Methods Mol Biol. 2013;1066:121-9. doi: 10.1007/978-1-62703-604-7_11.
Förster resonance energy transfer (FRET) is a proximity-dependent quantum effect that allows the measurement of protein interactions and conformational changes which are invisible to traditional forms of fluorescence or electron microscopy. However, FRET experiments often have difficulty detecting interactions that are transient and localized or occur in low abundance against a large background.
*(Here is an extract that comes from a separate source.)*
//! Report building and rendering

pub mod formatter;
pub mod report;

pub use formatter::{save_report_to_file, suggest_filename, ReportGenerator};
pub use report::{MatchReport, ReportOptions};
This protocol describes a method of improving on the sensitivity and quantifiability of FRET experiments by using time-specific detection to isolate FRET-mediated acceptor emission from cross-talk excitation and all other sources of nonspecific fluorescence background.
荧光共振能量转移(FRET)是一种依赖于距离的量子效应,它能够测量蛋白质相互作用和构象变化,而这些变化对于传统形式的荧光或电子显微镜来说是不可见的。然而,FRET实验在检测瞬态、局部发生或在大量背景下低丰度出现的相互作用时往往存在困难。本方案描述了一种通过使用时间特异性检测从串扰激发和所有其他非特异性荧光背景源中分离FRET介导的受体发射,从而提高FRET实验的灵敏度和可量化性的方法。